WORK TO COMPLETE: Track down each line below containing the string "already" and copy it.

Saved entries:
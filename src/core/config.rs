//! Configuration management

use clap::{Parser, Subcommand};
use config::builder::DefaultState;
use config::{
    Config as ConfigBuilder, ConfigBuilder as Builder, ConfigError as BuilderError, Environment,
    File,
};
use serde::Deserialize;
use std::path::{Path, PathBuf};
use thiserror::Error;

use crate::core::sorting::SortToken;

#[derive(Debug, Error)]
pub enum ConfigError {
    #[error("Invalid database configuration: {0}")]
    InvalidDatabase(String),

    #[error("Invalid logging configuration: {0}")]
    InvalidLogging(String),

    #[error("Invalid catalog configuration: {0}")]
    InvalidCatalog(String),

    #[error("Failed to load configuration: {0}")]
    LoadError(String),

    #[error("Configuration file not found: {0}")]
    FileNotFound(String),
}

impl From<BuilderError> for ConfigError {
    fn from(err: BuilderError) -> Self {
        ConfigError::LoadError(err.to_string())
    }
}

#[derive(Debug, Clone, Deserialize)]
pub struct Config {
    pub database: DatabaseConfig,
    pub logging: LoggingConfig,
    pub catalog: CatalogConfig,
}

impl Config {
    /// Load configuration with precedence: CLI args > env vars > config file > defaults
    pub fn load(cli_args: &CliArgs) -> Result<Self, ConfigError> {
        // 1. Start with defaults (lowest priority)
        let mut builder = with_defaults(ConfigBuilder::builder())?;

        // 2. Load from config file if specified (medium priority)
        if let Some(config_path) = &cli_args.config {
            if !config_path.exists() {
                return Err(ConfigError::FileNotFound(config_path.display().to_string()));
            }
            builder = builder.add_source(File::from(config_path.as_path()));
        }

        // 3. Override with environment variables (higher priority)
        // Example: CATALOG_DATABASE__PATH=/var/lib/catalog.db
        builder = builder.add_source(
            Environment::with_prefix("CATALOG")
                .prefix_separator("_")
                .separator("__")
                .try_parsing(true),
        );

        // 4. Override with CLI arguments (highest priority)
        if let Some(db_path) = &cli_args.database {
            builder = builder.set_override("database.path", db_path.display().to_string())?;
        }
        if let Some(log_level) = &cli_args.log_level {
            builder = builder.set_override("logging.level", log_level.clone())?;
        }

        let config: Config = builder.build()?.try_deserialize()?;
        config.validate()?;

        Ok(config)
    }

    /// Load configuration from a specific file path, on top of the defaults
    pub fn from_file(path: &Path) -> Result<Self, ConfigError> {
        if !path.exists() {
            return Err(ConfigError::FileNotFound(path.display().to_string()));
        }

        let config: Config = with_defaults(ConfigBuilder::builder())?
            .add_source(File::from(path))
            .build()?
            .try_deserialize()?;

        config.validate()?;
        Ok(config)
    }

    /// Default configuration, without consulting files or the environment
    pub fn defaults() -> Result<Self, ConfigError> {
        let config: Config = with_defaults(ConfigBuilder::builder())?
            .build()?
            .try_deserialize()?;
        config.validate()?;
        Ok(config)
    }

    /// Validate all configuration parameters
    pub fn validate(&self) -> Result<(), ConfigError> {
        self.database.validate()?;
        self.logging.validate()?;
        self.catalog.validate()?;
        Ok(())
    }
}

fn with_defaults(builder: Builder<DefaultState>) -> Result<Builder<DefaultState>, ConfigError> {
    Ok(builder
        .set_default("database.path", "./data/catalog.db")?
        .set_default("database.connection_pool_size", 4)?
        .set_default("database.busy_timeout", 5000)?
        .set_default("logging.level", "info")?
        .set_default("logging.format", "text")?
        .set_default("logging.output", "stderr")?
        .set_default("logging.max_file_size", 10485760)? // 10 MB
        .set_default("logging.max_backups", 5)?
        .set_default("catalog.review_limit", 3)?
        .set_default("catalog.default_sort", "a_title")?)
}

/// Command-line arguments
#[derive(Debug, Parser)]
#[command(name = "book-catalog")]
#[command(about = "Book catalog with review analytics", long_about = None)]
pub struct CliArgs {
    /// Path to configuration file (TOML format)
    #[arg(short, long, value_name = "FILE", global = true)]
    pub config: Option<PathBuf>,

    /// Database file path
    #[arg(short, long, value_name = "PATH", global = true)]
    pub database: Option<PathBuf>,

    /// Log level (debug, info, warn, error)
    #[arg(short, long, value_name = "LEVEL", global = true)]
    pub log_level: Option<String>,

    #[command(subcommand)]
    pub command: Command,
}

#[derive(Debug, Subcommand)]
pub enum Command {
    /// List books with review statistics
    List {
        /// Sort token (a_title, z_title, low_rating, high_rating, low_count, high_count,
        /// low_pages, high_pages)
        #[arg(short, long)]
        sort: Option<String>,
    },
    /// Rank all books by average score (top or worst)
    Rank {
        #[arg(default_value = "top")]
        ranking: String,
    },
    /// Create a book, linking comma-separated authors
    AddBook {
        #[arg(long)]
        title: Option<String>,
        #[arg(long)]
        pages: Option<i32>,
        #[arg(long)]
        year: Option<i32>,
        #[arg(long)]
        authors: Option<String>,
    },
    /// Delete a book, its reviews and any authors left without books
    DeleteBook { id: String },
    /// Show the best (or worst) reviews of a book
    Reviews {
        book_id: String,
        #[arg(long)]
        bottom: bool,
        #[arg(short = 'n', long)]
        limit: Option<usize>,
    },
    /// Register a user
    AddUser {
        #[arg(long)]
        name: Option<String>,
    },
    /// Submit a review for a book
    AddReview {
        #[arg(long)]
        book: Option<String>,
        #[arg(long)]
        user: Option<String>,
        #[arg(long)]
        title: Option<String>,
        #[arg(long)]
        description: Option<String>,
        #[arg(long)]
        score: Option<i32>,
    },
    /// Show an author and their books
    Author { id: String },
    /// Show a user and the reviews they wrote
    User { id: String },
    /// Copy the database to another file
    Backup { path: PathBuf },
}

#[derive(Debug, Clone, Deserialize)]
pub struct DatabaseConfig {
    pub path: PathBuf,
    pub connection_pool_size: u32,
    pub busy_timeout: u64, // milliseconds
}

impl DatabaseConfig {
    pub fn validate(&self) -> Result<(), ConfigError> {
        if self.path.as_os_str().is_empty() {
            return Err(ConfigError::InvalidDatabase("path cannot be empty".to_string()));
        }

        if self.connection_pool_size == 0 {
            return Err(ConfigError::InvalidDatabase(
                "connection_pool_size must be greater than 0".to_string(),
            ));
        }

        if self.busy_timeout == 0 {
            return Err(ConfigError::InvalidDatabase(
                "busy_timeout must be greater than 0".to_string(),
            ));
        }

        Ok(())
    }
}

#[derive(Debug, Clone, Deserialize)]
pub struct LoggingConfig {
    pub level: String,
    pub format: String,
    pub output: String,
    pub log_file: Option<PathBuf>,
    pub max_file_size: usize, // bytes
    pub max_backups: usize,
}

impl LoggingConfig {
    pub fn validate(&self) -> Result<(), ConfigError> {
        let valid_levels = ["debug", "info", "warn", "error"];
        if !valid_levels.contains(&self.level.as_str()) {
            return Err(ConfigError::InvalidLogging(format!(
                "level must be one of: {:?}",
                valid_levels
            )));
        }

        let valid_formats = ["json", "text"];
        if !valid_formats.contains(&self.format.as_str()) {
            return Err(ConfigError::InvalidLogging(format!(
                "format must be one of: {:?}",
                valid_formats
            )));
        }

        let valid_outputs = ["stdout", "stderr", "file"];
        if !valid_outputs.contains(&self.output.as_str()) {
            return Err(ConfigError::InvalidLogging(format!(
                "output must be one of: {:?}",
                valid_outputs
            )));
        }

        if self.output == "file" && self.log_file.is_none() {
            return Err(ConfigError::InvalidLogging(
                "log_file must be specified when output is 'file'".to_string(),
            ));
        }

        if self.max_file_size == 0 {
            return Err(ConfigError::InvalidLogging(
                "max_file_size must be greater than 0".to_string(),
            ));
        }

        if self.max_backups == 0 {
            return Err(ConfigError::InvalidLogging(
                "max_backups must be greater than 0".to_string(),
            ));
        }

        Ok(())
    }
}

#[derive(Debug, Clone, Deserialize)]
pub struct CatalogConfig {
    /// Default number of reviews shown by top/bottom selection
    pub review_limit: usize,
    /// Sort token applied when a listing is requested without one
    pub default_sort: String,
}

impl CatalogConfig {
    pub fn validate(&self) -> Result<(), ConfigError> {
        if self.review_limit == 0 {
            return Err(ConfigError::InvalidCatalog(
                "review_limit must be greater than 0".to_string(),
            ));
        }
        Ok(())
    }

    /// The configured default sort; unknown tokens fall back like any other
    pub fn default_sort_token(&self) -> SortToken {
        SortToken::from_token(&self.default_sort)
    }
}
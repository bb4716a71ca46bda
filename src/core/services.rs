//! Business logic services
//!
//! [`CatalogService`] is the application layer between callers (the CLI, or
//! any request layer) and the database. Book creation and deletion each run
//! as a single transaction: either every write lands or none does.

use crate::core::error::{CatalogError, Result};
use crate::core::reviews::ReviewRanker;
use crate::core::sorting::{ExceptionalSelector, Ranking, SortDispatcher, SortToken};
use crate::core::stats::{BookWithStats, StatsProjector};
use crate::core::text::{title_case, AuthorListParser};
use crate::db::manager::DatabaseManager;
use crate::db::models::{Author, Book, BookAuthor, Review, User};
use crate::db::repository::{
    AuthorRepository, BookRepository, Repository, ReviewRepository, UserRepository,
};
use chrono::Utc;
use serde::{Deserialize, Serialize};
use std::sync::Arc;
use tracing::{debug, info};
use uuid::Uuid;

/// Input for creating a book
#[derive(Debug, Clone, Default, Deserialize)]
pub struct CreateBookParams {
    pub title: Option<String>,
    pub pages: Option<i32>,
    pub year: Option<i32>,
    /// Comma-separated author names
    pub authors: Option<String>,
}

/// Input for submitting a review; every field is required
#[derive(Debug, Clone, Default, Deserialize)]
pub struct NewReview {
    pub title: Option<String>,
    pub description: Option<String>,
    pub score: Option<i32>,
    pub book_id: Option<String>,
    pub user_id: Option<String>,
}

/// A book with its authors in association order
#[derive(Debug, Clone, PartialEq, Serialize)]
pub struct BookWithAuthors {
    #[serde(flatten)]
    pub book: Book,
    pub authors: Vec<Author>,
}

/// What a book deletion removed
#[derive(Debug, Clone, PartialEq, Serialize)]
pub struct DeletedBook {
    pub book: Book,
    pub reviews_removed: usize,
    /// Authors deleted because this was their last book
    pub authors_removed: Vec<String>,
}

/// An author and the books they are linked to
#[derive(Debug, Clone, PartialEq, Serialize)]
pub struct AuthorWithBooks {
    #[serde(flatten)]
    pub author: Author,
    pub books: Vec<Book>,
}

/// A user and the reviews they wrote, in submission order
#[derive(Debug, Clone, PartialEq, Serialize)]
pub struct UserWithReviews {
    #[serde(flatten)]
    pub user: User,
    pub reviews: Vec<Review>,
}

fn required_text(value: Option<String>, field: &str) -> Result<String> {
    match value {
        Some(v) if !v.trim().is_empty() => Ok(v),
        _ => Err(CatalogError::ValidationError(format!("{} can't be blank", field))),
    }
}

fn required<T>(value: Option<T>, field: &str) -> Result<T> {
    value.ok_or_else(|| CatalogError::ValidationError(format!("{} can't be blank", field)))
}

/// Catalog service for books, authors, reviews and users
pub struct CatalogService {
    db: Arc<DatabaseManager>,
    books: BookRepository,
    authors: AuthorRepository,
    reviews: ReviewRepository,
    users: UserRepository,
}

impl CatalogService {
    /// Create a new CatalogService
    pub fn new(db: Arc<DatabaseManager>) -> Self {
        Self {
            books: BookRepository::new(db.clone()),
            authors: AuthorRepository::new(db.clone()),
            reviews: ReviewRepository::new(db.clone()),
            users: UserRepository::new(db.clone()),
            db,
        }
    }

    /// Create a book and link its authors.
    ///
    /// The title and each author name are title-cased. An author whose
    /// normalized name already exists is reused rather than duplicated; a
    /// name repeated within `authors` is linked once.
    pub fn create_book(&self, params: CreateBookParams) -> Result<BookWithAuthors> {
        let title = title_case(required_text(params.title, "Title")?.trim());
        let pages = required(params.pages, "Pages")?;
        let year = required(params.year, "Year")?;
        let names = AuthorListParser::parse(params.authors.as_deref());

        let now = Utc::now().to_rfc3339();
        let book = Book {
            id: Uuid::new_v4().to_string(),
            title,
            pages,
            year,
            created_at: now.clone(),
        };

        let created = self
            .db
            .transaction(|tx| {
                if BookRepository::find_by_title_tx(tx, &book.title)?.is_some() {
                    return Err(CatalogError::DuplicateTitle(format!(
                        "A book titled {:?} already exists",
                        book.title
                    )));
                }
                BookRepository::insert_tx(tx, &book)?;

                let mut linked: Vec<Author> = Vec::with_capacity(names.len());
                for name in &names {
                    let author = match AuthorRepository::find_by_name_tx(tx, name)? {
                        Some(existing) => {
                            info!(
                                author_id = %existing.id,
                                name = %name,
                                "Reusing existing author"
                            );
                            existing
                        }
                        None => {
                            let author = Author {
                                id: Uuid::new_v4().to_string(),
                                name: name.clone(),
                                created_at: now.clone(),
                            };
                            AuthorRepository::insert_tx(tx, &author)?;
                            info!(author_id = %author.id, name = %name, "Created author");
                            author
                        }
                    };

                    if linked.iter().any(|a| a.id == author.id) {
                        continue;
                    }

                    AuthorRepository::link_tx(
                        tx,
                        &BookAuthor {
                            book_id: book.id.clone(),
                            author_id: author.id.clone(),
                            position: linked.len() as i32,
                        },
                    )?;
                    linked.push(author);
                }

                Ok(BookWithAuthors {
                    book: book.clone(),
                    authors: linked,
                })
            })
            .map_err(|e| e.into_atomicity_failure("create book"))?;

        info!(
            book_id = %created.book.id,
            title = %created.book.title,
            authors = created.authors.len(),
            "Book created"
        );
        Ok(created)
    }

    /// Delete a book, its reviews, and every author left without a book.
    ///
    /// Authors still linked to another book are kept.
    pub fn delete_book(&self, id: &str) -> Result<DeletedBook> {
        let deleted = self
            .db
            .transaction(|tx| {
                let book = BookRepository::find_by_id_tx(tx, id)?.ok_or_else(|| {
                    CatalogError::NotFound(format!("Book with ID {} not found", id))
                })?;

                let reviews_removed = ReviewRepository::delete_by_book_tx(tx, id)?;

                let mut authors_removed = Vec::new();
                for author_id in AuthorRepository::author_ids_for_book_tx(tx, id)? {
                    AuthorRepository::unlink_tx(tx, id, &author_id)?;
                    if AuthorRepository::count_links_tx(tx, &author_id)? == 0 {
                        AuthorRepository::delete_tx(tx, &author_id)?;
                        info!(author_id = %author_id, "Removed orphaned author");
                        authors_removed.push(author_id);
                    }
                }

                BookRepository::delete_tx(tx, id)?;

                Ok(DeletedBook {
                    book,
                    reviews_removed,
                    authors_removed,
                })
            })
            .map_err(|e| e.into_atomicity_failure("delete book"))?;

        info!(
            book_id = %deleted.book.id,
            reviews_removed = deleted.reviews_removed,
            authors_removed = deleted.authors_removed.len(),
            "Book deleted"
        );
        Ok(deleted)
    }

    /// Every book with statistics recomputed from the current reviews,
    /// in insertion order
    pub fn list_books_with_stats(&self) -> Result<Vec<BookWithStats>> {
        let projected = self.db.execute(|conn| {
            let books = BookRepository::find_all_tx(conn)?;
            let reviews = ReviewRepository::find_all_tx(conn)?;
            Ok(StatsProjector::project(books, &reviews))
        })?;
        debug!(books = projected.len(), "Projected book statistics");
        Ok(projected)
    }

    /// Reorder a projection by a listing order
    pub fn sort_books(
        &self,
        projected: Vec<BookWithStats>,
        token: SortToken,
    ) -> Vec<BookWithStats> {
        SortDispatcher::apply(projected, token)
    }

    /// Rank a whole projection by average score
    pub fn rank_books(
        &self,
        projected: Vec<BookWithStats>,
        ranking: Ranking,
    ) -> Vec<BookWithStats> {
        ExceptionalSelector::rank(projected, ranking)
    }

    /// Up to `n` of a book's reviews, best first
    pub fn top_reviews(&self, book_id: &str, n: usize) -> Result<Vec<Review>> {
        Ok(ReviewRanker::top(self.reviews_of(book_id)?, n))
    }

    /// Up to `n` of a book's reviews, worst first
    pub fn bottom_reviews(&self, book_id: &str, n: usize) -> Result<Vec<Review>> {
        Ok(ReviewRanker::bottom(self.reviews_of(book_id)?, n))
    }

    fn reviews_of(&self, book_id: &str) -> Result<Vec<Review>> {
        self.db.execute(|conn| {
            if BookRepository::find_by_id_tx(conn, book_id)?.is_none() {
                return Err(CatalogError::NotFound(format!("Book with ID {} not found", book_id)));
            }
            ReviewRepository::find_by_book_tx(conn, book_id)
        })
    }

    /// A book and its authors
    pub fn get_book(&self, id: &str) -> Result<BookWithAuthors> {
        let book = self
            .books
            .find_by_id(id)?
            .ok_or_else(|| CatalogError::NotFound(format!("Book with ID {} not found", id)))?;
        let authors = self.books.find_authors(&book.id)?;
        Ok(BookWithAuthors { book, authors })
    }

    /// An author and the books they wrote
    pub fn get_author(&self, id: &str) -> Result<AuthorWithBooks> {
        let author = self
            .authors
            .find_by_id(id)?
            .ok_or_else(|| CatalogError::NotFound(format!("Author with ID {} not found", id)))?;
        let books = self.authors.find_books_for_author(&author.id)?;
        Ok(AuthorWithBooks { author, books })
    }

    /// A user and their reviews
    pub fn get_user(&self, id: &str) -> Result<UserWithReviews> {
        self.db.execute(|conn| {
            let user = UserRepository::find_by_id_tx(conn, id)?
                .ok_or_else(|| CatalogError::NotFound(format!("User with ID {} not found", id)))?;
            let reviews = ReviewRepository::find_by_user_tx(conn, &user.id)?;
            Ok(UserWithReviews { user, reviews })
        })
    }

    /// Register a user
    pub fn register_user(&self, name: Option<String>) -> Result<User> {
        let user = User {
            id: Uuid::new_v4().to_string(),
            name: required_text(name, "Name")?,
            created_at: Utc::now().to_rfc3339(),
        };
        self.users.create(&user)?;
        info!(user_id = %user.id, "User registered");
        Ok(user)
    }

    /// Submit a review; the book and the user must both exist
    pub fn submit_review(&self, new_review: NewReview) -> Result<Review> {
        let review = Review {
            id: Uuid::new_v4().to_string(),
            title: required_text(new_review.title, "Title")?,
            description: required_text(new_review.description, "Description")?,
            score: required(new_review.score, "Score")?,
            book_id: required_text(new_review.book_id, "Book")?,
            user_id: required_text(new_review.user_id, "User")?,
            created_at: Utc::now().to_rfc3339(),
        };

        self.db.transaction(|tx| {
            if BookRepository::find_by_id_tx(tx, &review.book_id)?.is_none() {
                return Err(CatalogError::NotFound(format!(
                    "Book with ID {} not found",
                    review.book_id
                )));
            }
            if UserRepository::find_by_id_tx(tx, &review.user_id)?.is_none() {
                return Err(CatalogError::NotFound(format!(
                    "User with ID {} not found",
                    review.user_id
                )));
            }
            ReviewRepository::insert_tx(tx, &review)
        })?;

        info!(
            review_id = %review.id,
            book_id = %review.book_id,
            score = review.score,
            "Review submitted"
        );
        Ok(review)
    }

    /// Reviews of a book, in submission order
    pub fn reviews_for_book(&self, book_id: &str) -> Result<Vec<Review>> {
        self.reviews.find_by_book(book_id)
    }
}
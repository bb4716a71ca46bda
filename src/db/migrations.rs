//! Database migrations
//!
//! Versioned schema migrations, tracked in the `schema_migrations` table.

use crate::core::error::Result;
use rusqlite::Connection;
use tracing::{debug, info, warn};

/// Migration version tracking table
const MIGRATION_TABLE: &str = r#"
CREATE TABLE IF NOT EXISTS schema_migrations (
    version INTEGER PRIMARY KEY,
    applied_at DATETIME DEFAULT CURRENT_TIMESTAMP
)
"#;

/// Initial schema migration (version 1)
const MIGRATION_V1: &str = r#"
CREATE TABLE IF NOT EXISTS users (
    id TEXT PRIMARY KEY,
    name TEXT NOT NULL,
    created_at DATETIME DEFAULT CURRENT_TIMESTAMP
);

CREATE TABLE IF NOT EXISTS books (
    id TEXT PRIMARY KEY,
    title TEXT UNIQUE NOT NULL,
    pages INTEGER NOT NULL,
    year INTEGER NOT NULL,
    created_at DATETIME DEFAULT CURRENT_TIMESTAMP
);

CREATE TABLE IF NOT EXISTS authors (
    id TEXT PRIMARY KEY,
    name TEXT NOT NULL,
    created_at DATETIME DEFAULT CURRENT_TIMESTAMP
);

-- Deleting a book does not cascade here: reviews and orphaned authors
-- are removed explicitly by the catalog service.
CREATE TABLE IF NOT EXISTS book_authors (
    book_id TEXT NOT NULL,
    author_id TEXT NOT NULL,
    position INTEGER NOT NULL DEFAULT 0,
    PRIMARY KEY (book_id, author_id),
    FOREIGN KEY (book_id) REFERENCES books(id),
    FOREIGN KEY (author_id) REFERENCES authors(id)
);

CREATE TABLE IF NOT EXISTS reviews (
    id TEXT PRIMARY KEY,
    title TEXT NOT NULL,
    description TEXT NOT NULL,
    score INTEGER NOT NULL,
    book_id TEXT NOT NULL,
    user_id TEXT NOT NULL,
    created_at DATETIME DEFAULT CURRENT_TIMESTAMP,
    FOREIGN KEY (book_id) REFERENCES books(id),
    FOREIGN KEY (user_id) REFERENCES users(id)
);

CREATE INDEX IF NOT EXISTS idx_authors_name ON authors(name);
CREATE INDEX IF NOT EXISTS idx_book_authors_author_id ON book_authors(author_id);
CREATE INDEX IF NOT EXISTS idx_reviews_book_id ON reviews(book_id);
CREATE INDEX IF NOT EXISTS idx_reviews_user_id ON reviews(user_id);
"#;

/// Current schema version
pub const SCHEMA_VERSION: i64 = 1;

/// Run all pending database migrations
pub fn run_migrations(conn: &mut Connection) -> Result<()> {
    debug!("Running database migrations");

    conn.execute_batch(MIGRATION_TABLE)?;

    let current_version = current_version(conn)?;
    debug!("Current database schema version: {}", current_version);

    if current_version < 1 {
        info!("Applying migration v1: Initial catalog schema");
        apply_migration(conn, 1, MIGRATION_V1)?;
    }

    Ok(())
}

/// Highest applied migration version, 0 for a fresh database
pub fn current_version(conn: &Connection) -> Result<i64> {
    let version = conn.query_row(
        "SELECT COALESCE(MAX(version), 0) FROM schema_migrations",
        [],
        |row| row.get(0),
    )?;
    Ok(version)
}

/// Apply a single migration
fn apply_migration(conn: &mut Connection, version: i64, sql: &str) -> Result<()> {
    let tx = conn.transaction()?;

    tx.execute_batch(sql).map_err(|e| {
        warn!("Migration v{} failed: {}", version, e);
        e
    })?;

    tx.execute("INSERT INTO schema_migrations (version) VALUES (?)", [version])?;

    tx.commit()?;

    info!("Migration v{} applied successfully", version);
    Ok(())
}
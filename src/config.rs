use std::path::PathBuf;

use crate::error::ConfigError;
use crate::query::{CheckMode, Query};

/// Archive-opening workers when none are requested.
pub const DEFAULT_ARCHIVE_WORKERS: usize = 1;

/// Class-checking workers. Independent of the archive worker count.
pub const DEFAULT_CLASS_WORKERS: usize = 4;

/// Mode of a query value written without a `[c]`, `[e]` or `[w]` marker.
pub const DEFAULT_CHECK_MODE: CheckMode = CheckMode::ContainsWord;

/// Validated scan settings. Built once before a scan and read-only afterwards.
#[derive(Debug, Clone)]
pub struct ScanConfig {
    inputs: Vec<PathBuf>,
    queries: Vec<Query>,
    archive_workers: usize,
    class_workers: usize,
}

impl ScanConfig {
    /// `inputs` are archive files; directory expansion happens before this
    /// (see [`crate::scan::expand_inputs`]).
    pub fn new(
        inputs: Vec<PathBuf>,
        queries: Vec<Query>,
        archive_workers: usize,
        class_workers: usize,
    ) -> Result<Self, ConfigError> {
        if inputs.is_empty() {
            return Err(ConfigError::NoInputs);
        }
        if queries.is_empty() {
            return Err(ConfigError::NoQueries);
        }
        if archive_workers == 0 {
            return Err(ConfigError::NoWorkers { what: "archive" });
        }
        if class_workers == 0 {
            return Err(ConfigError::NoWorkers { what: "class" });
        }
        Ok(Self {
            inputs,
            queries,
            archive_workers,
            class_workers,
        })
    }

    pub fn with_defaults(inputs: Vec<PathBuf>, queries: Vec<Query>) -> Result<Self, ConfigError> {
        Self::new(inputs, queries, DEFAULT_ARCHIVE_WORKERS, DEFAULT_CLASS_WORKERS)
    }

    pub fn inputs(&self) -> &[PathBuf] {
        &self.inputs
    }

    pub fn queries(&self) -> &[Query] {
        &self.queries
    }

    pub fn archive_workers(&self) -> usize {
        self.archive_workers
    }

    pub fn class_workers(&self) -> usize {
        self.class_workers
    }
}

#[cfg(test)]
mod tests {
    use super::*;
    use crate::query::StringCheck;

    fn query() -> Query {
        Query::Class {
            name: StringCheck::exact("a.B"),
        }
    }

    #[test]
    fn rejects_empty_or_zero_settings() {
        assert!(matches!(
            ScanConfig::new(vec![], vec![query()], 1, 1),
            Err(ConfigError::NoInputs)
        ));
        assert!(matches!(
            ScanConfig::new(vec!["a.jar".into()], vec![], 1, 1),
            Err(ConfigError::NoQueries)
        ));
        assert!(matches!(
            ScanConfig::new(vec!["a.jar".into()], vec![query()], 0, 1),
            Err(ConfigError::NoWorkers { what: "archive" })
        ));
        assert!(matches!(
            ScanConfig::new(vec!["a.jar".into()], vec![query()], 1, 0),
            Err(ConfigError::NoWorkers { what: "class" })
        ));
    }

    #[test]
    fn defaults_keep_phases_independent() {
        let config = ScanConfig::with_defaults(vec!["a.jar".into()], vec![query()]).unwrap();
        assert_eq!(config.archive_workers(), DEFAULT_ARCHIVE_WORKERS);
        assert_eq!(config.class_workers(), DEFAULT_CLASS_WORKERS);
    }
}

SOLUTION BELOW:
    /// normalized name already exists is reused rather than duplicated; a
                        "A book titled {:?} already exists",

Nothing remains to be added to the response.